結論としては、下記を比較考慮することでどちらがお得かがわかる。
- 2019年度に支払う土地(非住宅用地)の固定資産税・都市計画税 & 住宅ローン控除額
- 2019年度に支払う土地(小規模住宅用地)の固定資産税・都市計画税 + 建物の固定資産税・都市計画税 & 住宅ローン控除額
基本的には、建物の価格(評価額)が高ければ高いほど、来年の1月に完成させたほうが安くつくはず。建物の価格については、ざーっくりと参考程度ではあるが、“建築工事×(60~70%)”が目安。リスクを考慮すると70%を掛けるべきかな。
また、住宅ローン控除は、認定住宅の有無(認定住宅: 最大控除額(10年間合計500万)、非認定住宅: 最大控除額(10年間合計400万))、納付している所得税・住民税が影響してくるため一概には言えない。初年度から、控除年額上限を下回るようならば、無視できない数字になってくる。

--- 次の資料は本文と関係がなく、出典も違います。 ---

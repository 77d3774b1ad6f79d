//! A workshop with several machines and a single repairman. Machines break
//! down at random and need the repairman to get going again. When he isn't
//! fixing machines the repairman does less important jobs which are put
//! aside (and resumed later) whenever a machine breaks.
#[macro_use]
extern crate clap;
extern crate rand;
#[macro_use]
extern crate simkern;

use clap::{App, ArgMatches};
use rand::Rng;
use simkern::*;
use std::cell::RefCell;
use std::fmt::Display;
use std::io::{Write, stderr};
use std::process;
use std::rc::Rc;
use std::str::FromStr;

const REPAIR_PRIORITY: Priority = 1;
const JOB_PRIORITY: Priority = 2;

#[derive(Clone)]
struct LocalConfig
{
	machines: usize,
	failure_mean: f64,
	repair_time: f64,
	job_time: f64,
	stop_time: f64,
	seed: Option<u64>,
}

impl LocalConfig
{
	fn new() -> LocalConfig
	{
		// These are the defaults: all of them can be overriden using command line options.
		LocalConfig {
			machines: 10,
			failure_mean: 300.0,
			repair_time: 30.0,
			job_time: 30.0,
			stop_time: 4.0*7.0*24.0*60.0,
			seed: None,
		}
	}
}

#[derive(Default)]
struct Stats
{
	repairs: u32,
	downtime: f64,
	jobs: u32,
}

fn fatal_err(message: &str) -> !
{
	let _ = writeln!(&mut stderr(), "{}", message);
	process::exit(1);
}

// Min and max are inclusive.
fn match_num<T>(matches: &ArgMatches, name: &str, min: T, max: T) -> T
		where T: Copy + Display + FromStr + PartialOrd
{
	match value_t!(matches.value_of(name), T) {
		Ok(value) if value < min => fatal_err(&format!("--{} should be greater than {}", name, min)),
		Ok(value) if value > max => fatal_err(&format!("--{} should be less than {}", name, max)),
		Ok(value) => value,
		_ => fatal_err(&format!("--{} should be a number", name)),
	}
}

#[derive(Clone, Copy, Debug, PartialEq)]
enum MachineState
{
	Working,
	Broken(f64),	// time it broke
	Repairing(f64),
}

struct Machine
{
	repairman: ResourceId,
	failure_mean: f64,
	repair_time: f64,
	state: MachineState,
	stats: Rc<RefCell<Stats>>,
}

impl Activity for Machine
{
	fn resume(&mut self, ctx: &mut Context, wake: Wake) -> SimResult<Suspend>
	{
		match (self.state, wake) {
			(MachineState::Working, Wake::Start) => {
				let ttf = -self.failure_mean*(1.0 - ctx.rng().gen::<f64>()).ln();
				Ok(Suspend::hold(ttf))
			},
			(MachineState::Working, Wake::Time) => {
				log_debug!(ctx, "broke");
				self.state = MachineState::Broken(ctx.now());
				Ok(Suspend::request(self.repairman).priority(REPAIR_PRIORITY))
			},
			(MachineState::Broken(broke), Wake::Granted(_)) => {
				self.state = MachineState::Repairing(broke);
				Ok(Suspend::hold(self.repair_time))
			},
			(MachineState::Repairing(broke), Wake::Time) => {
				ctx.release(self.repairman, 1)?;
				{
					let mut stats = self.stats.borrow_mut();
					stats.repairs += 1;
					stats.downtime += ctx.now() - broke;
				}
				log_debug!(ctx, "repaired after {:.1}", ctx.now() - broke);

				self.state = MachineState::Working;
				let ttf = -self.failure_mean*(1.0 - ctx.rng().gen::<f64>()).ln();
				Ok(Suspend::hold(ttf))
			},
			(state, wake) => Err(ctx.fault(&format!("got {:?} while {:?}", wake, state))),
		}
	}
}

// Unimportant work that the repairman does whenever no machine is broken.
// Preemption freezes a job in progress so each job always takes job_time.
struct OtherJobs
{
	repairman: ResourceId,
	job_time: f64,
	stats: Rc<RefCell<Stats>>,
}

impl Activity for OtherJobs
{
	fn resume(&mut self, ctx: &mut Context, wake: Wake) -> SimResult<Suspend>
	{
		match wake {
			Wake::Start => Ok(Suspend::request(self.repairman).priority(JOB_PRIORITY)),
			Wake::Granted(_) => Ok(Suspend::hold(self.job_time)),
			Wake::Time => {
				ctx.release(self.repairman, 1)?;
				self.stats.borrow_mut().jobs += 1;
				log_excessive!(ctx, "finished a job");
				Ok(Suspend::request(self.repairman).priority(JOB_PRIORITY))
			},
			_ => Err(ctx.fault(&format!("unexpected {:?}", wake))),
		}
	}
}

fn create_sim(local: LocalConfig, config: Config) -> SimResult<(Simulation, Rc<RefCell<Stats>>)>
{
	let mut specs = Specs::new(0.0, local.stop_time, 1.0);
	if let Some(seed) = local.seed {
		specs = specs.with_seed(seed);
	}

	let mut sim = Simulation::new(specs, config)?;
	let repairman = sim.new_preemptible_resource("repairman", Strategy::StaticPriority, 1, 1)?;
	let stats = Rc::new(RefCell::new(Stats::default()));

	for i in 0..local.machines {
		let machine = Machine {
			repairman,
			failure_mean: local.failure_mean,
			repair_time: local.repair_time,
			state: MachineState::Working,
			stats: stats.clone(),
		};
		sim.spawn(&format!("machine-{}", i), machine)?;
	}
	sim.spawn("other-jobs", OtherJobs {repairman, job_time: local.job_time, stats: stats.clone()})?;

	Ok((sim, stats))
}

fn parse_options() -> (LocalConfig, Config)
{
	let mut local = LocalConfig::new();
	let mut config = Config::new();

	// see https://docs.rs/clap/2.34.0/clap/struct.Arg.html#method.from_usage for syntax
	let usage = format!(
		"--failures=[TIME] 'Mean time between machine failures [{default_failures}]'
		--jobs=[TIME] 'How long each of the other jobs takes [{default_jobs}]'
		--log=[LEVEL:GLOB]... 'Overrides --log-level, glob is used to match process and resource names'
		--log-level=[LEVEL] 'Default log level: {log_levels} [{default_level}]'
		--machines=[N] 'Number of machines in the shop [{default_machines}]'
		--no-colors 'Don't color code console output'
		--repair=[TIME] 'How long repairs take [{default_repair}]'
		--seed=[N] 'Random number generator seed [random]'
		--stop=[TIME] 'How long to run the shop [{default_stop}]'",
		default_failures = local.failure_mean,
		default_jobs = local.job_time,
		default_machines = local.machines,
		default_repair = local.repair_time,
		default_stop = local.stop_time,
		default_level = format!("{:?}", config.log_level).to_lowercase(),
		log_levels = log_levels());

	let matches = App::new("machine_shop")
		.version("1.0")
		.author("Jesse Jones <jesse9jones@gmail.com>")
		.about("Simulates machines that break down and a repairman who fixes them.")
		.args_from_usage(&usage)
	.get_matches();

	if matches.is_present("failures") {
		local.failure_mean = match_num(&matches, "failures", 1.0, 1.0e6);
	}

	if matches.is_present("jobs") {
		local.job_time = match_num(&matches, "jobs", 0.1, 1.0e6);
	}

	if matches.is_present("machines") {
		local.machines = match_num(&matches, "machines", 1, 1000);
	}

	if matches.is_present("repair") {
		local.repair_time = match_num(&matches, "repair", 0.1, 1.0e6);
	}

	if matches.is_present("stop") {
		local.stop_time = match_num(&matches, "stop", 1.0, 1.0e8);
	}

	if matches.is_present("seed") {
		local.seed = Some(match_num(&matches, "seed", 1, u64::MAX));
	}

	if let Some(level) = matches.value_of("log-level") {
		if let Some(e) = config.parse_log_level(level) {
			fatal_err(&e);
		}
	}

	if let Some(values) = matches.values_of("log") {
		if let Some(e) = config.parse_log_levels(values.collect()) {
			fatal_err(&e);
		}
	}

	config.colorize = !matches.is_present("no-colors");

	(local, config)
}

fn main()
{
	let (local, config) = parse_options();
	let machines = local.machines;

	let (mut sim, stats) = match create_sim(local, config) {
		Ok(result) => result,
		Err(e) => fatal_err(&e.to_string()),
	};
	if let Err(e) = sim.run() {
		fatal_err(&e.to_string());
	}

	let stats = stats.borrow();
	let mean = if stats.repairs > 0 {stats.downtime/(stats.repairs as f64)} else {0.0};
	println!("machines:   {}", machines);
	println!("repairs:    {}", stats.repairs);
	println!("downtime:   {:.1} mean", mean);
	println!("other jobs: {}", stats.jobs);
}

例えば、土地価格(2,000万)、建物価格(1,800万)とした場合は下記の通り。本来は、負担調整措置(負担水準)も考慮すべきだが除外する。
- 土地(2,000万)の固定資産税(28万)、都市計画税(6万)
- 土地(2,000万)の固定資産税(4.7万)、都市計画税(2万) + 建物(1800万)の固定資産税(12.6万)、都市計画税(5.4万)
前者は34万、後者は24.7万、ここに住宅ローン控除として仮に5万の減税分を考慮すると、前者29万、後者は24.7万となり、後者の方が4.3万円納付額が少ない。したがって、今年(2018年)の12月に建物を完成させたほうがお得だということになる。一方で、建物価格が2,230万円を超えてくると、来年(2019年)の1月に建物を完成させたほうがお得だということになる。

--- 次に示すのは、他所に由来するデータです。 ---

// Copyright (C) 2017 Jesse Jones
//
// This program is free software; you can redistribute it and/or modify
// it under the terms of the GNU General Public License as published by
// the Free Software Foundation; either version 3, or (at your option)
// any later version.
//
// This program is distributed in the hope that it will be useful,
// but WITHOUT ANY WARRANTY; without even the implied warranty of
// MERCHANTABILITY or FITNESS FOR A PARTICULAR PURPOSE.  See the
// GNU General Public License for more details.
//
// You should have received a copy of the GNU General Public License
// along with this program; if not, write to the Free Software Foundation,
// Inc., 51 Franklin Street, Fifth Floor, Boston, MA 02110-1301, USA.
use crate::error::*;
use crate::simulation::*;
use crate::specs::*;
use std::cmp::Ordering;
use std::collections::BinaryHeap;

/// Work scheduled on the `EventQueue`. Callbacks run with exclusive access to
/// the `Simulation` and may schedule more callbacks.
pub type Callback = Box<dyn FnOnce(&mut Simulation, &SimulatedPoint) -> SimResult<()>>;

/// Selects which pending events a drain will fire.
#[derive(Clone, Copy, Debug, Eq, PartialEq)]
pub enum DrainMode
{
	/// Events before and at the point. The point may not be behind the watermark.
	Current,

	/// Events strictly before the point. The point may not be behind the watermark.
	Earlier,

	/// Like Current but skips the watermark check. Only for bootstrapping a run.
	CurrentCatchUp,

	/// Like Earlier but skips the watermark check. Only for bootstrapping a run.
	EarlierCatchUp,
}

impl DrainMode
{
	pub fn includes_current(self) -> bool
	{
		match self {
			DrainMode::Current | DrainMode::CurrentCatchUp => true,
			DrainMode::Earlier | DrainMode::EarlierCatchUp => false,
		}
	}

	pub fn is_strict(self) -> bool
	{
		match self {
			DrainMode::Current | DrainMode::Earlier => true,
			DrainMode::CurrentCatchUp | DrainMode::EarlierCatchUp => false,
		}
	}
}

/// Time ordered queue of callbacks. Callbacks scheduled for the same time
/// fire in the order they were enqueued.
pub struct EventQueue
{
	pending: BinaryHeap<ScheduledCallback>,
	watermark: f64,
	pub(crate) draining: bool,
	next_sequence: u64,
}

impl EventQueue
{
	pub fn new(start_time: f64) -> EventQueue
	{
		EventQueue {
			pending: BinaryHeap::new(),
			watermark: start_time,
			draining: false,
			next_sequence: 0,
		}
	}

	/// Adds a callback without running it. Returns the sequence number used
	/// to break ties with other callbacks at the same time.
	pub fn enqueue(&mut self, time: f64, callback: Callback) -> SimResult<u64>
	{
		if time.is_nan() || time < self.watermark {
			return Err(Fault::InvalidScheduling {requested: time, watermark: self.watermark});
		}

		let sequence = self.next_sequence;
		self.next_sequence += 1;
		self.pending.push(ScheduledCallback {time, sequence, callback});
		Ok(sequence)
	}

	pub fn count(&self) -> usize
	{
		self.pending.len()
	}

	pub fn is_empty(&self) -> bool
	{
		self.pending.is_empty()
	}

	/// Latest time that has been dispatched.
	pub fn watermark(&self) -> f64
	{
		self.watermark
	}

	pub fn is_draining(&self) -> bool
	{
		self.draining
	}

	pub fn peek_time(&self) -> Option<f64>
	{
		self.pending.peek().map(|e| e.time)
	}

	/// Removes the next callback if it is due at time and advances the watermark.
	pub(crate) fn pop_due(&mut self, time: f64, include_current: bool) -> SimResult<Option<(f64, Callback)>>
	{
		let due = match self.pending.peek() {
			Some(e) => e.time < time || (include_current && e.time == time),
			None => false,
		};
		if !due {
			return Ok(None);
		}

		match self.pending.pop() {
			Some(e) => {
				if e.time < self.watermark {
					return Err(Fault::TimeOrderingViolation {operation: "dispatch", requested: e.time, watermark: self.watermark});
				}
				self.watermark = e.time;
				Ok(Some((e.time, e.callback)))
			},
			None => Ok(None)
		}
	}
}

struct ScheduledCallback
{
	time: f64,
	sequence: u64,
	callback: Callback,
}

impl PartialEq for ScheduledCallback
{
	fn eq(&self, other: &ScheduledCallback) -> bool
	{
		self.sequence == other.sequence
	}
}

impl Eq for ScheduledCallback {}

impl PartialOrd for ScheduledCallback
{
	fn partial_cmp(&self, other: &ScheduledCallback) -> Option<Ordering>
	{
		Some(self.cmp(other))
	}
}

impl Ord for ScheduledCallback
{
	fn cmp(&self, other: &ScheduledCallback) -> Ordering
	{
		// reversed because BinaryHeap returns the largest values first
		other.time.total_cmp(&self.time).then_with(|| other.sequence.cmp(&self.sequence))
	}
}

#[cfg(test)]
mod tests
{
	use super::*;

	fn noop() -> Callback
	{
		Box::new(|_, _| Ok(()))
	}

	#[test]
	fn pops_in_time_then_insertion_order()
	{
		let mut queue = EventQueue::new(0.0);
		let a = queue.enqueue(5.0, noop()).unwrap();
		let b = queue.enqueue(2.0, noop()).unwrap();
		let c = queue.enqueue(2.0, noop()).unwrap();
		assert!(a < b && b < c);
		assert_eq!(queue.count(), 3);

		let mut times = Vec::new();
		while let Some((t, _)) = queue.pop_due(10.0, true).unwrap() {
			times.push(t);
		}
		assert_eq!(times, vec![2.0, 2.0, 5.0]);
		assert_eq!(queue.watermark(), 5.0);
	}

	#[test]
	fn current_entries_need_current_mode()
	{
		let mut queue = EventQueue::new(0.0);
		queue.enqueue(3.0, noop()).unwrap();
		assert!(queue.pop_due(3.0, false).unwrap().is_none());
		assert!(queue.pop_due(3.0, true).unwrap().is_some());
	}

	#[test]
	fn rejects_scheduling_behind_watermark()
	{
		let mut queue = EventQueue::new(0.0);
		queue.enqueue(4.0, noop()).unwrap();
		queue.pop_due(4.0, true).unwrap();

		match queue.enqueue(3.5, noop()) {
			Err(Fault::InvalidScheduling {requested, watermark}) => {
				assert_eq!(requested, 3.5);
				assert_eq!(watermark, 4.0);
			},
			_ => panic!("expected InvalidScheduling"),
		}
		assert!(queue.enqueue(f64::NAN, noop()).is_err());
		assert!(queue.enqueue(4.0, noop()).is_ok());
	}

	#[test]
	fn modes()
	{
		assert!(DrainMode::Current.includes_current());
		assert!(DrainMode::CurrentCatchUp.includes_current());
		assert!(!DrainMode::Earlier.includes_current());
		assert!(DrainMode::Earlier.is_strict());
		assert!(!DrainMode::EarlierCatchUp.is_strict());
	}
}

ただし、先に述べた負担調整措置の他に、住宅ローン金利(12月と1月)、年度ごとに変化していく税制を考慮することも必要である。とくに、期間限定措置(建物の固定資産税に対する減免、住宅ローン控除)の有無や内容次第で、大きく数値が変わってくるので注意が必要。消費税アップに伴って、逆に減免、減税措置が手厚くなるかもしれないしね。住宅ローン金利が最も影響度合いが強いのだけれど……、これは正直運次第。12月と1月を比較すると、12月の方が幾分低そうかな、といった感じ。